I admitted to Chris yesterday that I was well behind in my reading of my Confessional Presbyterian Journals. I'm nearing completion of CPJ 4 and finished the extensive review of current works/articles on the RPW.

I'm a bit shocked at the preponderance of information that suggests how widespread ignorance of the Confessional position on the RPW is among some pretty prominent people in the Reformed movement.

It's not so much that they disagree with the Puritan form of the RPW that shocks me as much as they claim to hold to the original principle and then undermine it by misrepresentation and end up with a view that bears no semblance to the original view.

I would prefer they actually just state the accurate view, take exception to it and why, and then move on to their view. It would make things "cleaner".

That said, I started reflecting today on the two aspects of the RPW. On the one hand, when the Puritans posit the RPW, they do so under the heading of the general equity of the 2nd Commandment that forbids worship in any way that the Lord has not strictly commanded.

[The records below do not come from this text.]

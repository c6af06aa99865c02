//! service-core: Shared infrastructure for the negotiation services.
pub mod config;
pub mod error;
pub mod middleware;
pub mod observability;

pub use axum;
pub use serde;
pub use serde_json;
pub use tokio;
pub use tower_http;
pub use tracing;
pub use validator;
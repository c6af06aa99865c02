use std::path::Path;

use anyhow::Context;
use jsonwebtoken::{Algorithm, DecodingKey, EncodingKey};
use rsa::pkcs1::EncodeRsaPrivateKey;
use rsa::pkcs8::{EncodePublicKey, LineEnding};
use rsa::RsaPrivateKey;

/// Read-only signing material shared by the mandate signer and verifier.
pub trait KeyProvider: Send + Sync {
    fn key_id(&self) -> &str;

    fn algorithm(&self) -> Algorithm {
        Algorithm::RS256
    }

    fn encoding_key(&self) -> &EncodingKey;

    fn decoding_key(&self) -> &DecodingKey;

    /// SPKI PEM of the verification key, for publication to suppliers.
    fn public_key_pem(&self) -> &str;
}

pub struct RsaKeyProvider {
    key_id: String,
    encoding_key: EncodingKey,
    decoding_key: DecodingKey,
    public_key_pem: String,
}

impl RsaKeyProvider {
    /// Generates a fresh key pair that lives as long as the process.
    pub fn generate(key_id: impl Into<String>, bits: usize) -> anyhow::Result<Self> {
        let key_id = key_id.into();
        let started = std::time::Instant::now();
        let private_key = RsaPrivateKey::new(&mut rand::thread_rng(), bits)
            .context("Failed to generate RSA key")?;
        let private_pem = private_key
            .to_pkcs1_pem(LineEnding::LF)
            .context("Failed to encode RSA private key")?;
        let public_pem = private_key
            .to_public_key()
            .to_public_key_pem(LineEnding::LF)
            .context("Failed to encode RSA public key")?;
        tracing::info!(
            key_id = %key_id,
            bits,
            elapsed_ms = started.elapsed().as_millis() as u64,
            "Generated ephemeral mandate signing key"
        );
        Self::from_pem(key_id, private_pem.as_bytes(), public_pem)
    }

    pub fn from_pem(
        key_id: impl Into<String>,
        private_pem: &[u8],
        public_pem: String,
    ) -> anyhow::Result<Self> {
        let encoding_key =
            EncodingKey::from_rsa_pem(private_pem).context("Invalid RSA private key PEM")?;
        let decoding_key =
            DecodingKey::from_rsa_pem(public_pem.as_bytes()).context("Invalid RSA public key PEM")?;
        Ok(Self {
            key_id: key_id.into(),
            encoding_key,
            decoding_key,
            public_key_pem: public_pem,
        })
    }

    pub fn from_pem_files(
        key_id: impl Into<String>,
        private_path: impl AsRef<Path>,
        public_path: impl AsRef<Path>,
    ) -> anyhow::Result<Self> {
        let private_path = private_path.as_ref();
        let public_path = public_path.as_ref();
        let private_pem = std::fs::read(private_path)
            .with_context(|| format!("Failed to read {}", private_path.display()))?;
        let public_pem = std::fs::read_to_string(public_path)
            .with_context(|| format!("Failed to read {}", public_path.display()))?;
        let provider = Self::from_pem(key_id, &private_pem, public_pem)?;
        tracing::info!(key_id = %provider.key_id, "Loaded mandate signing key from PEM files");
        Ok(provider)
    }
}

impl KeyProvider for RsaKeyProvider {
    fn key_id(&self) -> &str {
        &self.key_id
    }

    fn encoding_key(&self) -> &EncodingKey {
        &self.encoding_key
    }

    fn decoding_key(&self) -> &DecodingKey {
        &self.decoding_key
    }

    fn public_key_pem(&self) -> &str {
        &self.public_key_pem
    }
}

/// One key pair per test binary; RSA generation is too slow to repeat.
#[cfg(test)]
pub(crate) fn test_key_provider() -> std::sync::Arc<RsaKeyProvider> {
    use once_cell::sync::Lazy;
    use std::sync::Arc;

    static KEYS: Lazy<Arc<RsaKeyProvider>> = Lazy::new(|| {
        Arc::new(RsaKeyProvider::generate("test-key", 2048).expect("generate test key"))
    });
    KEYS.clone()
}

I usually see those that depart from the RPW assault it along the lines of undermining what the 2nd Commandment forbids.

What I don't normally see in discussions from those that seek to modify the RPW is to assault the Confessional teaching on Liberty of Conscience. In other words, a key consideration to the RPW is the idea that God has left the conscience of men free from being bound to any man-made doctrine.

Studying sphere sovereignty recently, it clicked in my mind what folks back then used to talk about with respect to the "Divine Right" of Church Government. That is to say that, in its sphere, the Church has commissioned authority, from God, to bind and loose, to preach the Word, and administer the Sacraments.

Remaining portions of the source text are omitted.